Try it: The expected answer is the complete listing, reproduced character for character.

= = = = =

async fn load_fma_profile<S: SheetSource>(data: &DataService<S>, doc: &mut HtmlDocument) {
    if !doc.has_region("fma-profile-container") {
        log::error!("FMA profile container not found");
        return;
    }

    let html = match data.get_fma_profile().await {
        Ok(rows) if rows.is_empty() => empty_state(
            "inbox",
            "No FMA profile data available.",
            Some("Please check that the FMA_Profile sheet exists and has data."),
        ),
        Ok(rows) => {
            let body: String = group_profile(rows)
                .iter()
                .flat_map(|group| {
                    let span = group.rows.len();
                    group.rows.iter().enumerate().map(move |(i, row)| {
                        let key_cell = if i == 0 {
                            format!(
                                r#"<td class="fw-semibold" rowspan="{}">{}</td>"#,
                                span,
                                escape_html(&group.key_characteristic)
                            )
                        } else {
                            String::new()
                        };
                        format!(
                            r#"<tr>{}<td>{}</td><td class="fw-semibold">{}</td><td class="fw-semibold">{}</td></tr>"#,
                            key_cell,
                            escape_html(&row.measurement),
                            escape_html(&row.fma_06),
                            escape_html(&row.fma_09)
                        )
                    })
                })
                .collect();
            format!(
                r#"<div class="table-responsive"><table class="table table-hover mb-0 align-middle"><thead><tr><th>Key Characteristics</th><th>Measurement</th><th>FMA 06</th><th>FMA 09</th></tr></thead><tbody>{}</tbody></table></div>"#,
                body
            )
        }
        Err(e) => {
            log::error!("Load FMA Profile error: {}", e);
            alert(
                "danger",
                "Failed to load FMA profile data. Please try again.",
                Some(&format!("Error: {}", e)),
            )
        }
    };

    doc.set_region("fma-profile-container", &html);
}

= = = = =

Response box:
async fn load_fma_profile<S: SheetSource>(data: &DataService<S>, doc: &mut HtmlDocument) {
    if !doc.has_region("fma-profile-container") {
        log::error!("FMA profile container not found");
        return;
    }

    let html = match data.get_fma_profile().await {
        Ok(rows) if rows.is_empty() => empty_state(
            "inbox",
            "No FMA profile data available.",
            Some("Please check that the FMA_Profile sheet exists and has data."),
        ),
        Ok(rows) => {
            let body: String = group_profile(rows)
                .iter()
                .flat_map(|group| {
                    let span = group.rows.len();
                    group.rows.iter().enumerate().map(move |(i, row)| {
                        let key_cell = if i == 0 {
                            format!(
                                r#"<td class="fw-semibold" rowspan="{}">{}</td>"#,
                                span,
                                escape_html(&group.key_characteristic)
                            )
                        } else {
                            String::new()
                        };
                        format!(
                            r#"<tr>{}<td>{}</td><td class="fw-semibold">{}</td><td class="fw-semibold">{}</td></tr>"#,
                            key_cell,
                            escape_html(&row.measurement),
                            escape_html(&row.fma_06),
                            escape_html(&row.fma_09)
                        )
                    })
                })
                .collect();
            format!(
                r#"<div class="table-responsive"><table class="table table-hover mb-0 align-middle"><thead><tr><th>Key Characteristics</th><th>Measurement</th><th>FMA 06</th><th>FMA 09</th></tr></thead><tbody>{}</tbody></table></div>"#,
                body
            )
        }
        Err(e) => {
            log::error!("Load FMA Profile error: {}", e);
            alert(
                "danger",
                "Failed to load FMA profile data. Please try again.",
                Some(&format!("Error: {}", e)),
            )
        }
    };

    doc.set_region("fma-profile-container", &html);
}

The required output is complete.